Task description
All that should be output is the block of lines below from the line with "if seconds < 60" to the line with "progress update type", both included, exactly as written.

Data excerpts
^^^^^^^^^^^^^^^^
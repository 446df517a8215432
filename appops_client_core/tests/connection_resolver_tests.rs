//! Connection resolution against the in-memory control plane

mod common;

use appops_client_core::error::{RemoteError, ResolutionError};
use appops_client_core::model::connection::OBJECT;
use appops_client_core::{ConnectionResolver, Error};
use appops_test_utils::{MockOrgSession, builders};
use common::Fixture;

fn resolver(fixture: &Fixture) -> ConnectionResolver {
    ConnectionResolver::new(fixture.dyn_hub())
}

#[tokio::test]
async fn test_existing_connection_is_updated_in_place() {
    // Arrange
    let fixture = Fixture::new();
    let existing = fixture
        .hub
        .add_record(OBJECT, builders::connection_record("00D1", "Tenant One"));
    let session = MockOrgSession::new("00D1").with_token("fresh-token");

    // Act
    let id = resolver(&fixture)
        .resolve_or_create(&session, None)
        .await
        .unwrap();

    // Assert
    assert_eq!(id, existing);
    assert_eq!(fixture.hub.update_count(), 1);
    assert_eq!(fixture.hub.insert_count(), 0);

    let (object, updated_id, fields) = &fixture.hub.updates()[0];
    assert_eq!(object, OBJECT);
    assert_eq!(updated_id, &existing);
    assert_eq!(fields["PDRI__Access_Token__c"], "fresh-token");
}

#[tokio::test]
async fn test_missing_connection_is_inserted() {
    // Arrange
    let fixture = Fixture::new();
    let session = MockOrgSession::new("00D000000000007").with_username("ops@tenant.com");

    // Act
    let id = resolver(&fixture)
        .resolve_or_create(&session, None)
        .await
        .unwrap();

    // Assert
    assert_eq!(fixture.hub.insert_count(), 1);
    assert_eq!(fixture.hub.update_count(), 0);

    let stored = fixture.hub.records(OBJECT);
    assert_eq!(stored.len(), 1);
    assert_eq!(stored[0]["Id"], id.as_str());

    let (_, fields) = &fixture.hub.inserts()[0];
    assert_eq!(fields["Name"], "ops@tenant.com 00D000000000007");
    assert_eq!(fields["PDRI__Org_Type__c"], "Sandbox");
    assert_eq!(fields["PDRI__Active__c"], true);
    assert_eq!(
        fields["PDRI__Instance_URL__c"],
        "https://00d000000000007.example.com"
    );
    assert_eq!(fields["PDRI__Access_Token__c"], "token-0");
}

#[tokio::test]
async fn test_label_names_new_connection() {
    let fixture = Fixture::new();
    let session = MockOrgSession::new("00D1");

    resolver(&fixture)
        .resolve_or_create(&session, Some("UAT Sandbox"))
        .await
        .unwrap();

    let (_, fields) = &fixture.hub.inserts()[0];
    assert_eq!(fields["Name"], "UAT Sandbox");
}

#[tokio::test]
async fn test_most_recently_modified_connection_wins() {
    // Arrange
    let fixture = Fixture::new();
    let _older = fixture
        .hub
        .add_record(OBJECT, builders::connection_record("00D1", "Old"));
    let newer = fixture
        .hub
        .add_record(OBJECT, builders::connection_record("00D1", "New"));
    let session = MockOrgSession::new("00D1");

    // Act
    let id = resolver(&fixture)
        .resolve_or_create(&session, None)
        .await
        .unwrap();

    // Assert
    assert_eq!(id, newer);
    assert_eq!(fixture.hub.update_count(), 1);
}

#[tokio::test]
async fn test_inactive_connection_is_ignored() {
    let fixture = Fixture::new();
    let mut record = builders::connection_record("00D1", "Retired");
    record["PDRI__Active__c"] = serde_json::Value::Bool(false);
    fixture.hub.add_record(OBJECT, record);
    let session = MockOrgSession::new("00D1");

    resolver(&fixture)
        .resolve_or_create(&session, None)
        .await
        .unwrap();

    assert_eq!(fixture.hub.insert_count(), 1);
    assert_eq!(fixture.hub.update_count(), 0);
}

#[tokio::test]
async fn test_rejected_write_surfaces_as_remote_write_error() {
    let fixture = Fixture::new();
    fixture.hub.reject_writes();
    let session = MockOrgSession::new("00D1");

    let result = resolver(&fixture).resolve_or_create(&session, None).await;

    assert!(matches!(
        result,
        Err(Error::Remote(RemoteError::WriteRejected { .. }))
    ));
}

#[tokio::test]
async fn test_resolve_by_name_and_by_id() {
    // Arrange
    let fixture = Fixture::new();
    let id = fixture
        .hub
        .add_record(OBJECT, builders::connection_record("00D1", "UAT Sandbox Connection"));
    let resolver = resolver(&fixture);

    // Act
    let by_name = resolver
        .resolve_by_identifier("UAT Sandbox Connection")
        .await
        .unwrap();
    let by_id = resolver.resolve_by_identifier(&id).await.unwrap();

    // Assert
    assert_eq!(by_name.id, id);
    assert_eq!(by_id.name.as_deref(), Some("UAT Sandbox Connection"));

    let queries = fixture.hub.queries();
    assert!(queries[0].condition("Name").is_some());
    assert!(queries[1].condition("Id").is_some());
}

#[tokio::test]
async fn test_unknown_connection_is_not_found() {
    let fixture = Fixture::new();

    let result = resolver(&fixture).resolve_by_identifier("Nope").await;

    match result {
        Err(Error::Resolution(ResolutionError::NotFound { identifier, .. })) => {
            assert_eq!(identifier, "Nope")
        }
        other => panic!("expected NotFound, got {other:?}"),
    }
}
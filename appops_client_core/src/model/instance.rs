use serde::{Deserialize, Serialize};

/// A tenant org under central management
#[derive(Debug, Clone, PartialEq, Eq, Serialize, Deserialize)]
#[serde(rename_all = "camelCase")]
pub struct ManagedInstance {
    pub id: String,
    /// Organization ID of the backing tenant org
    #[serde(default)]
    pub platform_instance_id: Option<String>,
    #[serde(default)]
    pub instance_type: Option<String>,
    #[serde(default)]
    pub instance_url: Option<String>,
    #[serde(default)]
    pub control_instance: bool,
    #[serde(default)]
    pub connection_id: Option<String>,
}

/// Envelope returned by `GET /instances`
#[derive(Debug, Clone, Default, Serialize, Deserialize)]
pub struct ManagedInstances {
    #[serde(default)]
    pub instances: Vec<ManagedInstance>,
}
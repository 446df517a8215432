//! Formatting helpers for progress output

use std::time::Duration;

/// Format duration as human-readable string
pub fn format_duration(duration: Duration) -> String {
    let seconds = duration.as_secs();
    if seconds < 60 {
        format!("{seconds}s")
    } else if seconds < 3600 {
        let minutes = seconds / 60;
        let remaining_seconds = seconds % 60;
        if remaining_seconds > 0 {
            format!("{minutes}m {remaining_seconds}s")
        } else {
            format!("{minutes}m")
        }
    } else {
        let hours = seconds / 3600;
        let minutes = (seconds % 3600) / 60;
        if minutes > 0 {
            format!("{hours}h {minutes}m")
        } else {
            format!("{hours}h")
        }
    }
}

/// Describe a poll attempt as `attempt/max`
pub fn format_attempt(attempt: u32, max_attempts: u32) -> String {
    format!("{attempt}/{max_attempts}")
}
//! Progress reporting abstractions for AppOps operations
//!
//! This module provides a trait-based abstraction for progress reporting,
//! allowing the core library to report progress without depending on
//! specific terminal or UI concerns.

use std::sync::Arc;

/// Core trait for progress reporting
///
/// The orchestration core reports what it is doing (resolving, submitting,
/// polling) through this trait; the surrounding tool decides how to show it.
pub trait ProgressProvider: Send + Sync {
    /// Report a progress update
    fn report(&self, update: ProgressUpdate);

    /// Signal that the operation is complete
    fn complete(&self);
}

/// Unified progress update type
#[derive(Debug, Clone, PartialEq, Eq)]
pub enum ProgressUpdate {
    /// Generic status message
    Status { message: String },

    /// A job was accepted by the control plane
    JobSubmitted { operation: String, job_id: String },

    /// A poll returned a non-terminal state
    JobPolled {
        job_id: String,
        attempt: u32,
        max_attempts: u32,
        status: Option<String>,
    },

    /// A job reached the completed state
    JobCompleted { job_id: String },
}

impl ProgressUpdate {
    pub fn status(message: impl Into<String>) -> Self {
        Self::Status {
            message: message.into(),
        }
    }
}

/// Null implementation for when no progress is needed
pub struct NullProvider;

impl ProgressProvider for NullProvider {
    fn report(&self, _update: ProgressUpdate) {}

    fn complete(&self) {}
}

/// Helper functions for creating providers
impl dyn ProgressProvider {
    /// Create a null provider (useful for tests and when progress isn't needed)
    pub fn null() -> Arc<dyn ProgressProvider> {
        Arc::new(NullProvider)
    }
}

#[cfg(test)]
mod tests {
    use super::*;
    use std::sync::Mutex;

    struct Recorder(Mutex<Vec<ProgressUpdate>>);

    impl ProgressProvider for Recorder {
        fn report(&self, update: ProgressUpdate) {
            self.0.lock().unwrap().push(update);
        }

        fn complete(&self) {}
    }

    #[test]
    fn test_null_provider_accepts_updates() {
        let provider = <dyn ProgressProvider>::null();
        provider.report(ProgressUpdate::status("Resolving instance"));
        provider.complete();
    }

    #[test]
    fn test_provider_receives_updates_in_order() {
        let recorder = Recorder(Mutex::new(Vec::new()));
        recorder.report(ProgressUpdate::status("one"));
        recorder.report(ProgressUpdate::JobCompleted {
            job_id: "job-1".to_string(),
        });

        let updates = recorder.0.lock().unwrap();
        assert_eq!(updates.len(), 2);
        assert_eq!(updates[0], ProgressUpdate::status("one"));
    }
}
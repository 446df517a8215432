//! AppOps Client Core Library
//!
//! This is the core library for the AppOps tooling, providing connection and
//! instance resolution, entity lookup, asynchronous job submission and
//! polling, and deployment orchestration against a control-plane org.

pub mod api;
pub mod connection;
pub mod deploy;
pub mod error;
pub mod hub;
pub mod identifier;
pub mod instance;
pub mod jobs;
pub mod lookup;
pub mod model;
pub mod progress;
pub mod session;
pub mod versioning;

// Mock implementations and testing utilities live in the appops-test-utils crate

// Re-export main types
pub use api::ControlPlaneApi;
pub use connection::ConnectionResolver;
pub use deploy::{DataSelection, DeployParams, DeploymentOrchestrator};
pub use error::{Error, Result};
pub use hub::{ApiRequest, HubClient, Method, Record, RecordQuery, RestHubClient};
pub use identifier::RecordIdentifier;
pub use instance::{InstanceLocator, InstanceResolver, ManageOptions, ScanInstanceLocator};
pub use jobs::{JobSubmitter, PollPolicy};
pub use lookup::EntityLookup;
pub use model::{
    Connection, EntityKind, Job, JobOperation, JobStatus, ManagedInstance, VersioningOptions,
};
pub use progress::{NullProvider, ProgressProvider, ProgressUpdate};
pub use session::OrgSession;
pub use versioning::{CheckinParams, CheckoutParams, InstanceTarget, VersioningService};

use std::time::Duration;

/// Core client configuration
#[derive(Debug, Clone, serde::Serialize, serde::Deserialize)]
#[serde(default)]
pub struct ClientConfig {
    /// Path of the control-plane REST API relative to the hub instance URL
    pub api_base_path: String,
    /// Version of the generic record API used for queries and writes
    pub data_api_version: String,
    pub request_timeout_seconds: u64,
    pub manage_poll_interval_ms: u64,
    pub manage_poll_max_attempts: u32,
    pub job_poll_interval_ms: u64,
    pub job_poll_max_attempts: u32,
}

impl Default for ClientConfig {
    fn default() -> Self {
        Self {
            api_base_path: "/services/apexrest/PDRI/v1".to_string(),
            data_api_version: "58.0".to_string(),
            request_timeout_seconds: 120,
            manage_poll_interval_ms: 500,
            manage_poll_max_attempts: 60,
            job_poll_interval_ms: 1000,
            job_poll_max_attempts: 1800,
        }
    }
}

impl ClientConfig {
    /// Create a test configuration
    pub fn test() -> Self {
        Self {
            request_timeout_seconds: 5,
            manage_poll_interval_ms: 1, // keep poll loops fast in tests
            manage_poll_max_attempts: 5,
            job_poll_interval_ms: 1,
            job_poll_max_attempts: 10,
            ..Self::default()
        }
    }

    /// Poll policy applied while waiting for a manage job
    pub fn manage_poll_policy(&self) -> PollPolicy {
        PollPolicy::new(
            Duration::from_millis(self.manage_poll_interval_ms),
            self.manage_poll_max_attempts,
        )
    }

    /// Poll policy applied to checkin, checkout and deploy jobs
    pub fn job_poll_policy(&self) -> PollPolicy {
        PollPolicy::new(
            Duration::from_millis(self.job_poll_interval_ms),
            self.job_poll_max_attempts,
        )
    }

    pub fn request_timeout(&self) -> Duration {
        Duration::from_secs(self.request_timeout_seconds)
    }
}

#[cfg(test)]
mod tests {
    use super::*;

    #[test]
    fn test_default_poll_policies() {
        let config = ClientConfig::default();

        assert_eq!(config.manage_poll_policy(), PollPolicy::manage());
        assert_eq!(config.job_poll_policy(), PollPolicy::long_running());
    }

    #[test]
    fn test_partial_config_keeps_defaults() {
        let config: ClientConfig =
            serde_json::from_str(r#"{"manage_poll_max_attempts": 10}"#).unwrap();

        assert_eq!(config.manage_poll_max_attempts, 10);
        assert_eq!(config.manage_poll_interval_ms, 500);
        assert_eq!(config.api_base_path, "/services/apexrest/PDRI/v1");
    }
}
^^^^^^^^^^^^^^^^
Written solution
    if seconds < 60 {
        format!("{seconds}s")
    } else if seconds < 3600 {
        let minutes = seconds / 60;
        let remaining_seconds = seconds % 60;
        if remaining_seconds > 0 {
            format!("{minutes}m {remaining_seconds}s")
        } else {
            format!("{minutes}m")
        }
    } else {
        let hours = seconds / 3600;
        let minutes = (seconds % 3600) / 60;
        if minutes > 0 {
            format!("{hours}h {minutes}m")
        } else {
            format!("{hours}h")
        }
    }
}

/// Describe a poll attempt as `attempt/max`
pub fn format_attempt(attempt: u32, max_attempts: u32) -> String {
    format!("{attempt}/{max_attempts}")
}
//! Progress reporting abstractions for AppOps operations
//!
//! This module provides a trait-based abstraction for progress reporting,
//! allowing the core library to report progress without depending on
//! specific terminal or UI concerns.

use std::sync::Arc;

/// Core trait for progress reporting
///
/// The orchestration core reports what it is doing (resolving, submitting,
/// polling) through this trait; the surrounding tool decides how to show it.
pub trait ProgressProvider: Send + Sync {
    /// Report a progress update
    fn report(&self, update: ProgressUpdate);

    /// Signal that the operation is complete
    fn complete(&self);
}

/// Unified progress update type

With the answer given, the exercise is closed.